The EU brokered a Withdrawal Agreement with the UK and it is not prepared to renegotiate the deal, now that Britain is refusing to stick to its side of the bargain.

Like many of the other apparent truisms we hear daily about Brexit and the backstop, this line from Brussels doesn’t stand up to scrutiny. It might seem obvious – but clearly it needs to be repeated – we never actually made a deal with the EU.

Two teams of negotiators prepared a draft agreement that the British parliament then rejected in resounding fashion, inflicting the worst defeat on a government in the history of the House of Commons. If it is not reopened and changed, the ‘deal’ is dead; it simply no longer exists.

The draft agreement is unpopular for many reasons, but the Conservative and DUP MPs who were responsible for its routing at Westminster based their opposition primarily on the Northern Ireland backstop. The EU claims that this backstop cannot be removed, because it provides an insurance policy against new checks at the Irish land border, but this argument is unravelling so completely that it is becoming an insult to the intelligence of the British people.

Either there is a possibility of a harder frontier between Northern Ireland and the Republic or there is not. The EU can’t quite get its story straight as to whether physical infrastructure will be needed at the border if no agreement is reached before the 29th of March. One day Michel Barnier claims that “there will be checks in case of no-deal”; the next he says, “we will have to find an operational way of carrying out controls without putting back in place a border.”

If the EU does require checks on goods in this scenario, then its refusal to drop the backstop will have been the cause of the ‘hard border’ that it was specifically supposed to prevent. If technology can be used to keep controls away from the border, so that goods continue to move relatively freely between Northern Ireland and the Republic, then no insurance policy was required in the first place.

Brussels can continue to insist upon its version of the backstop, even as the logic on which it was based crumbles to dust, but, with the obstinacy on display, you have to ask what its purpose was in the first place. Whether or not it was conceived for different reasons, the backstop is now both a symbol and a punishment.

It’s a symbol that Brussels will stand by the Republic of Ireland, once again considered a loyal member state, and support its attempts to bring Northern Ireland more surely under its influence. More importantly, it’s a punishment for the UK for having the audacity to leave the EU. The former Brexit secretary, Dominic Raab, claims that the Eurocrats around Martin Selmayr, the commission’s secretary general, were quite open about stating that Northern Ireland would be the ‘price’ Britain had to pay for Brexit.

For some people, it may not seem like much of a punishment. Northern Ireland is heavily dependent upon public money provided by the UK exchequer, the spectre of potential political violence hangs over the province and its politicians sometimes exude a sense of entitlement that hardly endears the place to the rest of the country. Yet the idea that EU negotiators could successfully carve-off a slice of territory is potentially damaging to Britain’s prestige, as well as its constitutional integrity.

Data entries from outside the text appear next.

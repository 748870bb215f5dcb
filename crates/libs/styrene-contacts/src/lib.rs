//! # styrene-contacts
//!
//! Identity graph for the Styrene address book.
//!
//! A *roster contact* is one identity on one account (a mesh peer, an XMPP
//! buddy, a SIP address). A *master contact* is what the user sees in the
//! address book: it aggregates any number of roster contacts and derives its
//! presence and capabilities from them.
//!
//! This crate provides:
//!
//! - **Boundary types** ([`ContactRecord`], [`RosterRecord`], [`Attributes`])
//!   delivered by backends
//! - **[`Capabilities`]** and the OR-reduction that combines them
//! - **[`Presence`]** and the total order used to pick the one to display
//! - **[`IdentityGraph`]** owning contacts, attachment edges, and the
//!   listener table that keeps derived state current
//!
//! ## Example
//!
//! ```rust
//! use contacts_core::{
//!     AccountRef, Capabilities, ContactRecord, IdentityGraph, Presence, PresenceType,
//!     RosterRecord,
//! };
//!
//! let mut graph = IdentityGraph::new();
//! let bob = graph.insert_master(ContactRecord::new("bob").with_name("Bob"));
//! let roster = graph.insert_roster(
//!     RosterRecord::new("bob@mesh", AccountRef::new("mesh0", "lxmf"))
//!         .with_capabilities(Capabilities::CHAT)
//!         .with_presence(Presence::new(PresenceType::Available)),
//! );
//!
//! graph.attach(bob, roster).unwrap();
//! assert!(graph.capabilities(bob).contains(Capabilities::CHAT));
//! assert_eq!(graph.resolve_presence(bob).unwrap().kind, PresenceType::Available);
//! ```

pub mod capability;
pub mod error;
pub mod events;
pub mod graph;
pub mod presence;
pub mod types;

pub use capability::Capabilities;
pub use error::GraphError;
pub use events::{ContactProperty, GraphEvent};
pub use graph::{Contact, IdentityGraph, MasterState, PresenceSource, RosterState};
pub use presence::{Presence, PresenceType};
pub use types::*;
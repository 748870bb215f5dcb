//! Address book inspection tool: loads a snapshot into a contact list store
//! and prints the rows in list order.

pub mod app;
pub mod output;
pub mod snapshot;
pub mod view;
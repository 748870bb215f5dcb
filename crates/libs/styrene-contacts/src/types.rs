use std::collections::BTreeMap;

use serde::{Deserialize, Serialize};

use crate::capability::Capabilities;
use crate::presence::Presence;

// ── Handles ───────────────────────────────────────────────────────────────────

slotmap::new_key_type! {
    /// Generational handle to a contact owned by an [`IdentityGraph`].
    ///
    /// A handle outlives the contact it names without ever aliasing a newer
    /// one: once the contact is removed every lookup through the old handle
    /// fails.
    ///
    /// [`IdentityGraph`]: crate::IdentityGraph
    pub struct ContactId;
}

// ── Attribute names ───────────────────────────────────────────────────────────

/// Formatted display name.
pub const ATTR_FULL_NAME: &str = "FN";
/// Structured name, `family;given;additional;prefix;suffix`.
pub const ATTR_NAME: &str = "N";
pub const ATTR_NICKNAME: &str = "NICKNAME";
/// Avatar reference owned by the contact itself.
pub const ATTR_PHOTO: &str = "PHOTO";
/// Truthy when the user pinned the contact to the top of lists.
pub const ATTR_PINNED: &str = "X-PINNED";
/// Repeated on a roster contact, one value per master it belongs to.
pub const ATTR_MASTER_UID: &str = "X-MASTER-UID";

/// Prefix of uids given to masters that have not been persisted yet.
pub const TEMPORARY_UID_PREFIX: &str = "tmc:";

/// Returns `true` for uids that must never be recorded on a roster contact.
pub fn is_temporary_uid(uid: &str) -> bool {
    uid.is_empty() || uid.starts_with(TEMPORARY_UID_PREFIX)
}

// ── Attributes ────────────────────────────────────────────────────────────────

/// vCard-like attribute set: upper-cased name to an ordered list of values.
#[derive(Clone, Debug, Default, Serialize, Deserialize, PartialEq, Eq)]
#[serde(transparent)]
pub struct Attributes(BTreeMap<String, Vec<String>>);

impl Attributes {
    pub fn new() -> Self {
        Self::default()
    }

    pub fn first(&self, name: &str) -> Option<&str> {
        self.values(name).first().map(String::as_str)
    }

    pub fn values(&self, name: &str) -> &[String] {
        self.0
            .get(&normalize_name(name))
            .map(Vec::as_slice)
            .unwrap_or_default()
    }

    /// Replaces every value of `name` with a single one.
    pub fn set(&mut self, name: &str, value: impl Into<String>) {
        self.0.insert(normalize_name(name), vec![value.into()]);
    }

    /// Appends `value` unless it is already present. Returns `true` if the
    /// set changed.
    pub fn add_value(&mut self, name: &str, value: &str) -> bool {
        let values = self.0.entry(normalize_name(name)).or_default();
        if values.iter().any(|existing| existing == value) {
            return false;
        }
        values.push(value.to_string());
        true
    }

    /// Removes every occurrence of `value`. Returns `true` if the set changed.
    pub fn remove_value(&mut self, name: &str, value: &str) -> bool {
        let key = normalize_name(name);
        let Some(values) = self.0.get_mut(&key) else {
            return false;
        };
        let before = values.len();
        values.retain(|existing| existing != value);
        let changed = values.len() != before;
        if values.is_empty() {
            self.0.remove(&key);
        }
        changed
    }

    pub fn remove(&mut self, name: &str) -> Option<Vec<String>> {
        self.0.remove(&normalize_name(name))
    }

    pub fn is_truthy(&self, name: &str) -> bool {
        self.first(name).is_some_and(|value| {
            let value = value.trim().to_ascii_lowercase();
            matches!(value.as_str(), "1" | "true" | "yes")
        })
    }

    pub fn is_empty(&self) -> bool {
        self.0.is_empty()
    }
}

impl<K: AsRef<str>, V: Into<String>> FromIterator<(K, V)> for Attributes {
    fn from_iter<I: IntoIterator<Item = (K, V)>>(iter: I) -> Self {
        let mut attrs = Self::new();
        for (name, value) in iter {
            let key = normalize_name(name.as_ref());
            attrs.0.entry(key).or_default().push(value.into());
        }
        attrs
    }
}

fn normalize_name(name: &str) -> String {
    name.trim().to_ascii_uppercase()
}

// ── Accounts ──────────────────────────────────────────────────────────────────

#[derive(Clone, Debug, Default, Serialize, Deserialize, PartialEq, Eq, Hash)]
pub struct AccountRef {
    pub account_id: String,
    pub protocol: String,
}

impl AccountRef {
    pub fn new(account_id: impl Into<String>, protocol: impl Into<String>) -> Self {
        Self {
            account_id: account_id.into(),
            protocol: protocol.into(),
        }
    }
}

// ── Records delivered by backends ─────────────────────────────────────────────

/// Address book entry as delivered by a contact data source. Becomes a
/// master contact once it lands in a collection.
#[derive(Clone, Debug, Default, Serialize, Deserialize, PartialEq)]
#[non_exhaustive]
pub struct ContactRecord {
    pub uid: String,
    #[serde(default)]
    pub attributes: Attributes,
    #[serde(default)]
    pub presence: Presence,
    #[serde(default)]
    pub capabilities: Capabilities,
}

impl ContactRecord {
    pub fn new(uid: impl Into<String>) -> Self {
        Self {
            uid: uid.into(),
            ..Self::default()
        }
    }

    /// Record for a master that only exists to wrap `roster_uid` until the
    /// user saves it.
    pub fn temporary_for(roster_uid: &str) -> Self {
        Self::new(format!("{TEMPORARY_UID_PREFIX}{roster_uid}"))
    }

    pub fn with_name(mut self, name: impl Into<String>) -> Self {
        self.attributes.set(ATTR_FULL_NAME, name);
        self
    }

    pub fn with_attribute(mut self, name: &str, value: impl Into<String>) -> Self {
        self.attributes.set(name, value);
        self
    }

    pub fn with_presence(mut self, presence: Presence) -> Self {
        self.presence = presence;
        self
    }

    pub fn with_capabilities(mut self, capabilities: Capabilities) -> Self {
        self.capabilities = capabilities;
        self
    }
}

/// Per-account identity as delivered by a roster backend.
#[derive(Clone, Debug, Default, Serialize, Deserialize, PartialEq)]
#[non_exhaustive]
pub struct RosterRecord {
    pub uid: String,
    pub account: AccountRef,
    #[serde(default)]
    pub attributes: Attributes,
    #[serde(default)]
    pub presence: Presence,
    #[serde(default)]
    pub capabilities: Capabilities,
    #[serde(default)]
    pub avatar: Option<String>,
}

impl RosterRecord {
    pub fn new(uid: impl Into<String>, account: AccountRef) -> Self {
        Self {
            uid: uid.into(),
            account,
            ..Self::default()
        }
    }

    pub fn with_name(mut self, name: impl Into<String>) -> Self {
        self.attributes.set(ATTR_FULL_NAME, name);
        self
    }

    pub fn with_presence(mut self, presence: Presence) -> Self {
        self.presence = presence;
        self
    }

    pub fn with_capabilities(mut self, capabilities: Capabilities) -> Self {
        self.capabilities = capabilities;
        self
    }

    pub fn with_avatar(mut self, avatar: impl Into<String>) -> Self {
        self.avatar = Some(avatar.into());
        self
    }
}
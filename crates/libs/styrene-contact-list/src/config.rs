use serde::{Deserialize, Serialize};
use std::fs;
use std::path::{Path, PathBuf};

use crate::sort::{GroupSort, PrimarySort};

pub const DEFAULT_PREALLOC_CHUNK: usize = 16;

#[derive(Clone, Debug, Serialize, Deserialize, PartialEq, Eq)]
#[serde(default, deny_unknown_fields)]
pub struct ListStoreConfig {
    pub primary_sort: PrimarySort,
    pub group_sort: GroupSort,
    /// Minimum number of placeholder rows added when the tail runs out.
    pub prealloc_chunk: usize,
}

impl Default for ListStoreConfig {
    fn default() -> Self {
        Self {
            primary_sort: PrimarySort::default(),
            group_sort: GroupSort::default(),
            prealloc_chunk: DEFAULT_PREALLOC_CHUNK,
        }
    }
}

#[derive(Debug, thiserror::Error)]
pub enum ConfigError {
    #[error("failed to read {}: {source}", path.display())]
    Io {
        path: PathBuf,
        #[source]
        source: std::io::Error,
    },
    #[error("invalid list store config: {0}")]
    Parse(#[from] toml::de::Error),
}

impl ListStoreConfig {
    pub fn from_toml(input: &str) -> Result<Self, ConfigError> {
        Ok(toml::from_str(input)?)
    }

    pub fn from_path<P: AsRef<Path>>(path: P) -> Result<Self, ConfigError> {
        let path = path.as_ref();
        let contents = fs::read_to_string(path).map_err(|source| ConfigError::Io {
            path: path.to_path_buf(),
            source,
        })?;
        Self::from_toml(&contents)
    }
}
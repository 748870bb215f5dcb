use anyhow::{bail, Context, Result};
use clap::{Args, Parser, Subcommand, ValueEnum};
use contact_list::{GroupSort, ListStoreConfig, PrimarySort};
use std::path::PathBuf;

use crate::output::Output;
use crate::snapshot::Snapshot;
use crate::view;

#[derive(Debug, Clone, Parser)]
#[command(name = "styrene-contacts", about = "Styrene address book inspector", version)]
pub struct Cli {
    /// List store settings (TOML).
    #[arg(long, global = true)]
    pub config: Option<PathBuf>,
    #[arg(long, global = true)]
    pub json: bool,
    #[arg(long, global = true)]
    pub quiet: bool,
    #[command(subcommand)]
    pub command: Command,
}

#[derive(Debug, Clone, Subcommand)]
pub enum Command {
    /// Print every contact in list order.
    List(ListArgs),
    /// Print the rows showing one contact uid.
    Show {
        uid: String,
        #[command(flatten)]
        view: ViewArgs,
    },
}

#[derive(Debug, Clone, Args)]
pub struct ListArgs {
    #[command(flatten)]
    pub view: ViewArgs,
    #[arg(long)]
    pub limit: Option<usize>,
}

#[derive(Debug, Clone, Args)]
pub struct ViewArgs {
    /// Address book snapshot (TOML).
    #[arg(long)]
    pub snapshot: PathBuf,
    #[arg(long, value_enum)]
    pub sort: Option<SortArg>,
    #[arg(long, value_enum)]
    pub group: Option<GroupArg>,
}

#[derive(Debug, Clone, Copy, PartialEq, Eq, ValueEnum)]
pub enum SortArg {
    Name,
    Presence,
}

#[derive(Debug, Clone, Copy, PartialEq, Eq, ValueEnum)]
pub enum GroupArg {
    None,
    Pinned,
    Online,
}

impl From<SortArg> for PrimarySort {
    fn from(value: SortArg) -> Self {
        match value {
            SortArg::Name => PrimarySort::Name,
            SortArg::Presence => PrimarySort::Presence,
        }
    }
}

impl From<GroupArg> for GroupSort {
    fn from(value: GroupArg) -> Self {
        match value {
            GroupArg::None => GroupSort::None,
            GroupArg::Pinned => GroupSort::Pinned,
            GroupArg::Online => GroupSort::Online,
        }
    }
}

pub fn run_cli(cli: Cli) -> Result<()> {
    let output = Output::new(cli.json, cli.quiet);
    let base = match &cli.config {
        Some(path) => ListStoreConfig::from_path(path)
            .with_context(|| format!("failed to load config {}", path.display()))?,
        None => ListStoreConfig::default(),
    };

    match cli.command {
        Command::List(args) => {
            let mut store = open(base, &args.view)?;
            let mut rows = view::rows(&mut store);
            if let Some(limit) = args.limit {
                rows.truncate(limit);
            }
            output.emit_rows(&rows)
        }
        Command::Show { uid, view: args } => {
            let mut store = open(base, &args)?;
            let rows = view::find(&mut store, &uid);
            if rows.is_empty() {
                bail!("no contact with uid {uid}");
            }
            output.emit_rows(&rows)
        }
    }
}

fn open(mut config: ListStoreConfig, args: &ViewArgs) -> Result<contact_list::ListStore> {
    if let Some(sort) = args.sort {
        config.primary_sort = sort.into();
    }
    if let Some(group) = args.group {
        config.group_sort = group.into();
    }
    let snapshot = Snapshot::load(&args.snapshot)?;
    let name = args.snapshot.display().to_string();
    view::build_store(config, &name, &snapshot)
}
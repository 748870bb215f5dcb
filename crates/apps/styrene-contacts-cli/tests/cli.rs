use clap::Parser;
use contacts_cli::app::{run_cli, Cli, Command, GroupArg, SortArg};
use std::fs;
use tempfile::NamedTempFile;

const SNAPSHOT: &str = r#"
[[contacts]]
uid = "bob"
name = "Bob"

[[rosters]]
uid = "bob@mesh"
account = "mesh0"
presence = "available"
masters = ["bob"]
"#;

fn snapshot_file() -> NamedTempFile {
    let file = NamedTempFile::new().expect("temp file");
    fs::write(file.path(), SNAPSHOT).expect("write");
    file
}

fn parse(args: &[&str]) -> Cli {
    Cli::try_parse_from(std::iter::once("styrene-contacts").chain(args.iter().copied()))
        .expect("args")
}

#[test]
fn parses_sort_and_group_flags() {
    let cli = parse(&[
        "--json",
        "list",
        "--snapshot",
        "book.toml",
        "--sort",
        "presence",
        "--group",
        "online",
    ]);
    assert!(cli.json);
    let Command::List(args) = cli.command else {
        panic!("expected list");
    };
    assert_eq!(args.view.sort, Some(SortArg::Presence));
    assert_eq!(args.view.group, Some(GroupArg::Online));
}

#[test]
fn list_and_show_succeed_on_snapshot() {
    let file = snapshot_file();
    let path = file.path().to_str().expect("utf-8 path");
    run_cli(parse(&["--quiet", "list", "--snapshot", path])).expect("list");
    run_cli(parse(&["--quiet", "show", "bob", "--snapshot", path])).expect("show");
}

#[test]
fn show_unknown_uid_fails() {
    let file = snapshot_file();
    let path = file.path().to_str().expect("utf-8 path");
    let err = run_cli(parse(&["--quiet", "show", "ghost", "--snapshot", path]))
        .expect_err("unknown");
    assert!(err.to_string().contains("ghost"));
}

#[test]
fn config_file_is_applied_and_validated() {
    let file = snapshot_file();
    let path = file.path().to_str().expect("utf-8 path");

    let config = NamedTempFile::new().expect("temp file");
    fs::write(config.path(), "primary_sort = \"presence\"\n").expect("write");
    let config_path = config.path().to_str().expect("utf-8 path");
    let args = [
        "--quiet",
        "--config",
        config_path,
        "list",
        "--snapshot",
        path,
    ];
    run_cli(parse(&args)).expect("list");

    fs::write(config.path(), "primary_sort = \"age\"\n").expect("write");
    let err = run_cli(parse(&args)).expect_err("invalid config");
    assert!(format!("{err:#}").contains("invalid list store config"));
}

#[test]
fn missing_snapshot_names_the_file() {
    let dir = tempfile::tempdir().expect("tempdir");
    let path = dir.path().join("gone.toml");
    let err = run_cli(parse(&["list", "--snapshot", path.to_str().expect("utf-8 path")]))
        .expect_err("missing");
    assert!(err.to_string().contains("gone.toml"));
}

The historian, Lord Bew, whose peerage recognised his pivotal contribution to the Belfast Agreement, recently wrote a carefully considered paper for Policy Exchange, explaining how the backstop threatened the principles underpinning that peace accord. It’s an argument that the government has been reluctant to make, as Theresa May and her advisers have allowed the EU and the Dublin government to dominate the narrative around the Irish border.

Belatedly, the prime minister has acknowledged that the treatment of Northern Ireland in her deal is not acceptable. Now she must take that case to Brussels with a directness that has alluded her so far in the negotiations. Nobody wants a harder border in Ireland or a no deal Brexit, but EU intransigence and Irish nationalist designs on Northern Ireland are making both outcomes possible.